Sunflower seeds, one of the main oilseeds produced around the world, are widely used in the food industry. Mixtures of seed varieties can occur throughout the supply chain. Intermediaries and the food industry need to identify the varieties to produce high-quality products. Considering that high oleic oilseed varieties are similar, a computer-based system to classify varieties could be useful to the food industry. The objective of our study is to examine the capacity of deep learning (DL) algorithms to classify sunflower seeds. An image acquisition system, with controlled lighting and a Nikon camera in a fixed position, was constructed to take photos of 6000 seeds of six sunflower seed varieties. Images were used to create datasets for training, validation, and testing of the system. A CNN AlexNet model was implemented to perform variety classification, specifically classifying from two to six varieties. The classification model reached an accuracy value of 100% for two classes and 89.5% for the six classes. These values can be considered acceptable, because the varieties classified are very similar, and they can hardly be classified with the naked eye. This result proves that DL algorithms can be useful for classifying high oleic sunflower seeds.

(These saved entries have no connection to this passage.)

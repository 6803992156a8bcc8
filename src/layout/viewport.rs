//! Viewport culling over the unbounded cell lattice.
//!
//! Lattice space has its origin at cell (0, 0); a cell at (row, col) occupies
//! `[col * pitch_x, col * pitch_x + cell_width)` horizontally (rows likewise).
//! The scroll offset translates lattice space into viewport space, so the
//! lattice point under viewport pixel `p` is `p - offset`.

use super::GridConfig;
use crate::types::{CellCoordinate, CellRange, Point, ScrollOffset, ViewportSize};

/// Extra rings of cells materialized around the viewport by default.
pub const DEFAULT_BUFFER_CELLS: u32 = 2;

/// Upper bound on materialized cells, regardless of buffer or geometry.
pub const MAX_VISIBLE_CELLS: usize = 200;

/// Culling parameters: buffer ring width and hard cell cap.
#[derive(Debug, Clone, Copy, PartialEq, Eq)]
pub struct VisibleWindow {
    pub buffer_cells: u32,
    pub max_cells: usize,
}

impl Default for VisibleWindow {
    fn default() -> Self {
        Self {
            buffer_cells: DEFAULT_BUFFER_CELLS,
            max_cells: MAX_VISIBLE_CELLS,
        }
    }
}

impl VisibleWindow {
    pub const fn new(buffer_cells: u32, max_cells: usize) -> Self {
        Self {
            buffer_cells,
            max_cells,
        }
    }

    /// The rectangle of cells to materialize, or `None` when nothing is visible.
    ///
    /// If the buffered rectangle exceeds `max_cells`, the buffer ring shrinks a
    /// cell at a time; if even the bare viewport is too large, the rectangle is
    /// clipped around the viewport centre.
    pub fn range(
        &self,
        offset: ScrollOffset,
        viewport: ViewportSize,
        config: &GridConfig,
    ) -> Option<CellRange> {
        if self.max_cells == 0
            || !viewport.is_renderable()
            || !config.is_usable()
            || !offset.is_finite()
        {
            return None;
        }

        for buffer in (0..=self.buffer_cells).rev() {
            let range = buffered_range(offset, viewport, config, buffer);
            if range.len() <= self.max_cells as u64 {
                return Some(range);
            }
        }

        let bare = buffered_range(offset, viewport, config, 0);
        Some(clip_around_center(bare, offset, viewport, config, self.max_cells))
    }

    /// Every cell of [`range`](Self::range), row-major.
    pub fn cells(
        &self,
        offset: ScrollOffset,
        viewport: ViewportSize,
        config: &GridConfig,
    ) -> Vec<CellCoordinate> {
        self.range(offset, viewport, config)
            .map(|range| range.iter().collect())
            .unwrap_or_default()
    }
}

/// Cells to materialize for `offset`, with `buffer_cells` rings of margin and
/// the default cap of [`MAX_VISIBLE_CELLS`].
pub fn compute_visible_cells(
    offset: ScrollOffset,
    viewport: ViewportSize,
    config: &GridConfig,
    buffer_cells: u32,
) -> Vec<CellCoordinate> {
    VisibleWindow::new(buffer_cells, MAX_VISIBLE_CELLS).cells(offset, viewport, config)
}

/// Lattice-space rectangle `(left, top, width, height)` of a cell.
#[allow(clippy::cast_precision_loss)]
pub fn cell_rect(cell: CellCoordinate, config: &GridConfig) -> (f64, f64, f64, f64) {
    let (pitch_x, pitch_y) = config.pitch();
    (
        cell.col as f64 * pitch_x,
        cell.row as f64 * pitch_y,
        config.cell_width,
        config.cell_height,
    )
}

/// Cell under a viewport point. Points that land in a gap hit nothing.
pub fn hit_test(point: Point, offset: ScrollOffset, config: &GridConfig) -> Option<CellCoordinate> {
    if !point.is_finite() || !offset.is_finite() || !config.is_usable() {
        return None;
    }
    let (pitch_x, pitch_y) = config.pitch();
    let x = point.x - offset.x;
    let y = point.y - offset.y;
    let col_f = (x / pitch_x).floor();
    let row_f = (y / pitch_y).floor();
    if x - col_f * pitch_x >= config.cell_width || y - row_f * pitch_y >= config.cell_height {
        return None;
    }
    Some(CellCoordinate::new(to_index(row_f), to_index(col_f)))
}

fn buffered_range(
    offset: ScrollOffset,
    viewport: ViewportSize,
    config: &GridConfig,
    buffer: u32,
) -> CellRange {
    let (pitch_x, pitch_y) = config.pitch();
    let margin_x = f64::from(buffer) * pitch_x;
    let margin_y = f64::from(buffer) * pitch_y;

    let left = -offset.x - margin_x;
    let right = -offset.x + viewport.width + margin_x;
    let top = -offset.y - margin_y;
    let bottom = -offset.y + viewport.height + margin_y;

    CellRange::new(
        to_index((top / pitch_y).floor()),
        to_index((bottom / pitch_y).ceil()),
        to_index((left / pitch_x).floor()),
        to_index((right / pitch_x).ceil()),
    )
}

#[allow(
    clippy::cast_possible_truncation,
    clippy::cast_precision_loss,
    clippy::cast_sign_loss
)]
fn clip_around_center(
    range: CellRange,
    offset: ScrollOffset,
    viewport: ViewportSize,
    config: &GridConfig,
    max_cells: usize,
) -> CellRange {
    let (pitch_x, pitch_y) = config.pitch();
    let rows = range.row_count().max(1);
    let cols = range.col_count().max(1);
    let max = max_cells as u64;

    // Scale both axes by the same factor so the clipped window keeps the
    // viewport's aspect, then trim whichever axis is longer until it fits.
    let scale = (max as f64 / rows.saturating_mul(cols) as f64).sqrt();
    let mut keep_rows = ((rows as f64 * scale).floor() as u64).clamp(1, rows);
    let mut keep_cols = ((cols as f64 * scale).floor() as u64).clamp(1, cols);
    while keep_rows * keep_cols > max {
        if keep_rows >= keep_cols && keep_rows > 1 {
            keep_rows -= 1;
        } else if keep_cols > 1 {
            keep_cols -= 1;
        } else {
            break;
        }
    }

    let center_row = to_index(((-offset.y + viewport.height / 2.0) / pitch_y).floor());
    let center_col = to_index(((-offset.x + viewport.width / 2.0) / pitch_x).floor());
    let (first_row, last_row) = centered_span(center_row, keep_rows, range.first_row, range.last_row);
    let (first_col, last_col) = centered_span(center_col, keep_cols, range.first_col, range.last_col);
    CellRange::new(first_row, last_row, first_col, last_col)
}

/// A span of `len` indices centred on `center`, slid back inside `[min, max]`.
#[allow(clippy::cast_possible_wrap)]
fn centered_span(center: i64, len: u64, min: i64, max: i64) -> (i64, i64) {
    let len = len as i64;
    let mut first = center.saturating_sub((len - 1) / 2);
    let mut last = first.saturating_add(len - 1);
    if last > max {
        first = first.saturating_sub(last.saturating_sub(max));
        last = max;
    }
    if first < min {
        last = last.saturating_add(min.saturating_sub(first)).min(max);
        first = min;
    }
    (first, last)
}

// `as` saturates, which is what we want for absurd offsets.
#[allow(clippy::cast_possible_truncation)]
fn to_index(value: f64) -> i64 {
    value as i64
}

葵花籽是世界上主要的油籽之一,广泛应用于食品工业。在整个供应链中都可能出现种子品种的混合。中间商和食品工业需要识别品种以生产高质量的产品。考虑到高油酸油籽品种相似,基于计算机的品种分类系统可能对食品工业有用。我们研究的目的是检验深度学习(DL)算法对葵花籽分类的能力。构建了一个图像采集系统,使用受控照明和固定位置的尼康相机拍摄 6000 颗六种葵花籽品种的种子照片。这些图像被用于创建系统的训练、验证和测试数据集。实施了卷积神经网络 AlexNet 模型来进行品种分类,具体是将两种至六种品种进行分类。分类模型对两类的准确率达到 100%,对六类的准确率达到 89.5%。这些值可以被认为是可以接受的,因为分类的品种非常相似,用肉眼几乎无法区分。这一结果证明,DL 算法可用于高油酸葵花籽的分类。